There are no real-world data or definitive studies yet on whether COVID has actually contributed to a spike in cancer cases.
While there has been an uptick in aggressive cancers since the pandemic broke out, some medical experts have pinned the trend on health care disruptions — including hospitals having to turn away cancer patients and those who didn’t get diagnosed early enough amid fears of the virus.
The US-based doctors, however, are calling on the federal government to prioritize the research — given such answers could affect treatment for cancer patients, as well as management of the disease, over the next several decades.
“We are completely under-investigating this virus,” Douglas C. Wallace, a University of Pennsylvania geneticist and evolutionary biologist, told the outlet.
“The effects of repeatedly getting this throughout our lives is going to be much more significant than people are thinking.”
“I would say most governments don’t want to think about long COVID and much less long COVID and cancer,” he continued. “It cost them so much to deal with COVID. So there is very little funding for the long-term effects of the virus. I don’t think that’s a wise choice.”
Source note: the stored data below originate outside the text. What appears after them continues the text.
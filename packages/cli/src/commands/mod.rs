pub mod compile;
pub mod pages;
pub mod publish;
pub mod transfer;

pub use compile::{compile, CompileArgs};
pub use pages::{new, pages, templates, NewArgs};
pub use publish::{publish, PublishArgs};
pub use transfer::{export, import, ExportArgs, ImportArgs};

use crate::config::Config;
use pagesmith_publish::{BuiltinCatalog, FileStore, Publisher};
use std::path::Path;

pub(crate) type LocalPublisher = Publisher<FileStore, BuiltinCatalog>;

/// Publisher over the configured data directory
pub(crate) fn open_publisher(config: &Config, cwd: &Path) -> LocalPublisher {
    Publisher::new(
        FileStore::new(config.data_dir(cwd)),
        BuiltinCatalog::new(),
        config.publish_config(),
    )
}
Wallace is currently probing how and if COVID affects cell energy production and cancer vulnerability.
Meanwhile, alternate studies from the other doctors are sequencing the gene profiles of cancer patients who died of COVID, as well as if the virus can reawaken dormant cancer cells in mice.
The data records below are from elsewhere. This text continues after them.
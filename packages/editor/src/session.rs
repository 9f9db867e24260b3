//! # Edit Session Management
//!
//! An EditSession is one user's working state for a page: the document and
//! theme being edited, the clipboard, and the view state the editor UI
//! drives (selection, preview device, preview mode).
//!
//! Every mutating call bumps the session version when it changes something
//! and reports a [`MutationResult`]. Calls that name missing ids come back
//! with `applied == false` instead of an error, so stale UI state never
//! breaks a live session.

use crate::{Clipboard, EditorError, ElementPatch, Mutation, MutationResult, SectionPatch};
use pagesmith_model::{
    DeviceSize, Document, Element, ElementKind, IdSource, Locale, Section, SectionKind, Theme,
    ThemePatch, UuidIdSource,
};
use serde_json::Value;
use tracing::{debug, warn};

pub struct EditSession {
    document: Document,
    theme: Theme,
    clipboard: Clipboard,
    selected_section: Option<String>,
    device_size: DeviceSize,
    preview: bool,
    version: u64,
    ids: Box<dyn IdSource>,
}

impl EditSession {
    pub fn new(document: Document, theme: Theme) -> Self {
        Self::with_id_source(document, theme, UuidIdSource)
    }

    /// Session that mints ids from `ids`; tests pass a deterministic source
    pub fn with_id_source(mut document: Document, theme: Theme, ids: impl IdSource + 'static) -> Self {
        document.normalize();
        Self {
            document,
            theme,
            clipboard: Clipboard::new(),
            selected_section: None,
            device_size: DeviceSize::default(),
            preview: false,
            version: 0,
            ids: Box::new(ids),
        }
    }

    pub fn document(&self) -> &Document {
        &self.document
    }

    pub fn theme(&self) -> &Theme {
        &self.theme
    }

    pub fn clipboard(&self) -> &Clipboard {
        &self.clipboard
    }

    pub fn selected_section(&self) -> Option<&str> {
        self.selected_section.as_deref()
    }

    pub fn device_size(&self) -> DeviceSize {
        self.device_size
    }

    pub fn is_preview(&self) -> bool {
        self.preview
    }

    pub fn version(&self) -> u64 {
        self.version
    }

    pub fn into_parts(self) -> (Document, Theme) {
        (self.document, self.theme)
    }

    /// Apply a mutation to the session document
    pub fn apply(&mut self, mutation: Mutation) -> Result<MutationResult, EditorError> {
        let applied = mutation.apply(&mut self.document)?;

        if applied {
            self.version += 1;
            debug!(version = self.version, ?mutation, "Applied mutation");

            if let Mutation::DeleteSection { section_id } = &mutation {
                if self.selected_section.as_deref() == Some(section_id) {
                    self.selected_section = None;
                }
            }
        } else {
            warn!(section_id = mutation.section_id(), "Mutation skipped: target not found");
        }

        Ok(self.result(applied, None))
    }

    pub fn insert_section(
        &mut self,
        section: Section,
        position: Option<usize>,
    ) -> Result<MutationResult, EditorError> {
        let id = section.id.clone();
        let result = self.apply(Mutation::InsertSection { section, position })?;
        Ok(MutationResult {
            created_id: Some(id),
            ..result
        })
    }

    /// Insert a new section of `kind` with its starter content
    pub fn add_section(
        &mut self,
        kind: SectionKind,
        position: Option<usize>,
    ) -> Result<MutationResult, EditorError> {
        let section = Section::with_defaults(self.ids.next_id(), kind);
        self.insert_section(section, position)
    }

    pub fn update_section(
        &mut self,
        section_id: &str,
        patch: SectionPatch,
    ) -> Result<MutationResult, EditorError> {
        self.apply(Mutation::UpdateSection {
            section_id: section_id.to_string(),
            patch,
        })
    }

    pub fn update_section_content(
        &mut self,
        section_id: &str,
        locale: Locale,
        content: Value,
    ) -> Result<MutationResult, EditorError> {
        self.apply(Mutation::UpdateSectionContent {
            section_id: section_id.to_string(),
            locale,
            content,
        })
    }

    pub fn delete_section(&mut self, section_id: &str) -> Result<MutationResult, EditorError> {
        self.apply(Mutation::DeleteSection {
            section_id: section_id.to_string(),
        })
    }

    pub fn reorder_sections(&mut self, section_ids: Vec<String>) -> Result<MutationResult, EditorError> {
        self.apply(Mutation::ReorderSections { section_ids })
    }

    /// Insert a new element of `kind` with its default content and style
    pub fn add_element(
        &mut self,
        section_id: &str,
        kind: ElementKind,
        position: Option<usize>,
    ) -> Result<MutationResult, EditorError> {
        if self.document.find_section(section_id).is_none() {
            warn!(section_id, "Cannot add element: section not found");
            return Ok(self.result(false, None));
        }

        let element = Element::with_defaults(self.ids.next_id(), kind);
        self.insert_element(section_id, element, position)
    }

    pub fn insert_element(
        &mut self,
        section_id: &str,
        element: Element,
        position: Option<usize>,
    ) -> Result<MutationResult, EditorError> {
        let id = element.id.clone();
        let result = self.apply(Mutation::InsertElement {
            section_id: section_id.to_string(),
            element,
            position,
        })?;
        Ok(MutationResult {
            created_id: result.applied.then_some(id),
            ..result
        })
    }

    pub fn update_element(
        &mut self,
        section_id: &str,
        element_id: &str,
        patch: ElementPatch,
    ) -> Result<MutationResult, EditorError> {
        self.apply(Mutation::UpdateElement {
            section_id: section_id.to_string(),
            element_id: element_id.to_string(),
            patch,
        })
    }

    pub fn delete_element(
        &mut self,
        section_id: &str,
        element_id: &str,
    ) -> Result<MutationResult, EditorError> {
        self.apply(Mutation::DeleteElement {
            section_id: section_id.to_string(),
            element_id: element_id.to_string(),
        })
    }

    pub fn reorder_elements(
        &mut self,
        section_id: &str,
        element_ids: Vec<String>,
    ) -> Result<MutationResult, EditorError> {
        self.apply(Mutation::ReorderElements {
            section_id: section_id.to_string(),
            element_ids,
        })
    }

    /// Copy a section, with fresh ids, into the clipboard
    pub fn copy_section(&mut self, section_id: &str) -> bool {
        self.clipboard
            .copy_section(&self.document, section_id, self.ids.as_mut())
    }

    pub fn copy_element(&mut self, section_id: &str, element_id: &str) -> bool {
        self.clipboard
            .copy_element(&self.document, section_id, element_id, self.ids.as_mut())
    }

    /// Paste the clipboard section at `position`; a no-op when the
    /// clipboard is empty or holds an element.
    pub fn paste_section(&mut self, position: usize) -> Result<MutationResult, EditorError> {
        match self.clipboard.paste_section(self.ids.as_mut()) {
            Some(section) => self.insert_section(section, Some(position)),
            None => {
                debug!("Paste skipped: clipboard holds no section");
                Ok(self.result(false, None))
            }
        }
    }

    pub fn paste_element(
        &mut self,
        section_id: &str,
        position: Option<usize>,
    ) -> Result<MutationResult, EditorError> {
        if self.document.find_section(section_id).is_none() {
            return Ok(self.result(false, None));
        }

        match self.clipboard.paste_element(self.ids.as_mut()) {
            Some(element) => self.insert_element(section_id, element, position),
            None => {
                debug!("Paste skipped: clipboard holds no element");
                Ok(self.result(false, None))
            }
        }
    }

    pub fn select_section(&mut self, section_id: Option<&str>) {
        self.selected_section = section_id.map(str::to_string);
    }

    pub fn update_theme(&mut self, patch: ThemePatch) -> MutationResult {
        self.theme.apply(patch);
        self.version += 1;
        self.result(true, None)
    }

    /// Flip the active locale between `en` and `ar`
    pub fn toggle_language(&mut self) -> MutationResult {
        self.theme.locale = self.theme.locale.toggle();
        self.version += 1;
        self.result(true, None)
    }

    pub fn set_device_size(&mut self, device_size: DeviceSize) {
        self.device_size = device_size;
    }

    /// Entering or leaving preview drops the selection
    pub fn set_preview_mode(&mut self, preview: bool) {
        self.preview = preview;
        self.selected_section = None;
    }

    fn result(&self, applied: bool, created_id: Option<String>) -> MutationResult {
        MutationResult {
            version: self.version,
            applied,
            created_id,
        }
    }
}

#[cfg(test)]
mod tests {
    use super::*;
    use pagesmith_model::SequentialIdSource;

    fn session() -> EditSession {
        EditSession::with_id_source(
            Document::default(),
            Theme::default(),
            SequentialIdSource::new("id"),
        )
    }

    #[test]
    fn test_version_only_moves_on_change() {
        let mut session = session();
        let added = session.add_section(SectionKind::Hero, None).unwrap();
        assert_eq!(added.version, 1);
        assert_eq!(added.created_id.as_deref(), Some("id-1"));

        let missing = session.delete_section("nope").unwrap();
        assert!(!missing.applied);
        assert_eq!(missing.version, 1);
    }

    #[test]
    fn test_delete_clears_selection() {
        let mut session = session();
        let id = session.add_section(SectionKind::Hero, None).unwrap().created_id.unwrap();
        session.add_section(SectionKind::Cta, None).unwrap();

        session.select_section(Some(&id));
        session.delete_section(&id).unwrap();

        assert_eq!(session.selected_section(), None);
        assert_eq!(session.document().sections.len(), 1);
        assert_eq!(session.document().sections[0].order, 0);
    }

    #[test]
    fn test_delete_keeps_other_selection() {
        let mut session = session();
        let a = session.add_section(SectionKind::Hero, None).unwrap().created_id.unwrap();
        let b = session.add_section(SectionKind::Cta, None).unwrap().created_id.unwrap();

        session.select_section(Some(&b));
        session.delete_section(&a).unwrap();

        assert_eq!(session.selected_section(), Some(b.as_str()));
    }

    #[test]
    fn test_preview_mode_clears_selection() {
        let mut session = session();
        session.select_section(Some("anything"));
        session.set_preview_mode(true);

        assert!(session.is_preview());
        assert_eq!(session.selected_section(), None);
    }

    #[test]
    fn test_toggle_language() {
        let mut session = session();
        session.toggle_language();
        assert_eq!(session.theme().locale, Locale::Ar);
        session.toggle_language();
        assert_eq!(session.theme().locale, Locale::En);
    }

    #[test]
    fn test_add_element_to_missing_section() {
        let mut session = session();
        let result = session.add_element("nope", ElementKind::Text, None).unwrap();

        assert!(!result.applied);
        assert_eq!(result.created_id, None);
    }
}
The research comes after a new study suggested COVID vaccines could be partly to blame for a rise in “unprecedented” excess deaths in the US and other Western countries in the three years since the pandemic took hold.
Analyzing mortality data from 47 Western countries, scientists from the Netherlands’ Vrije Universiteit found that excess mortality has “remained high” since 2020 — despite the widespread rollout of COVID vaccines and various containment measures.
The researchers said the trend “raised serious concerns” as they urged government leaders and policymakers to “thoroughly investigate the underlying causes of persistent excess mortality,” according to the study published in BMJ Public Health.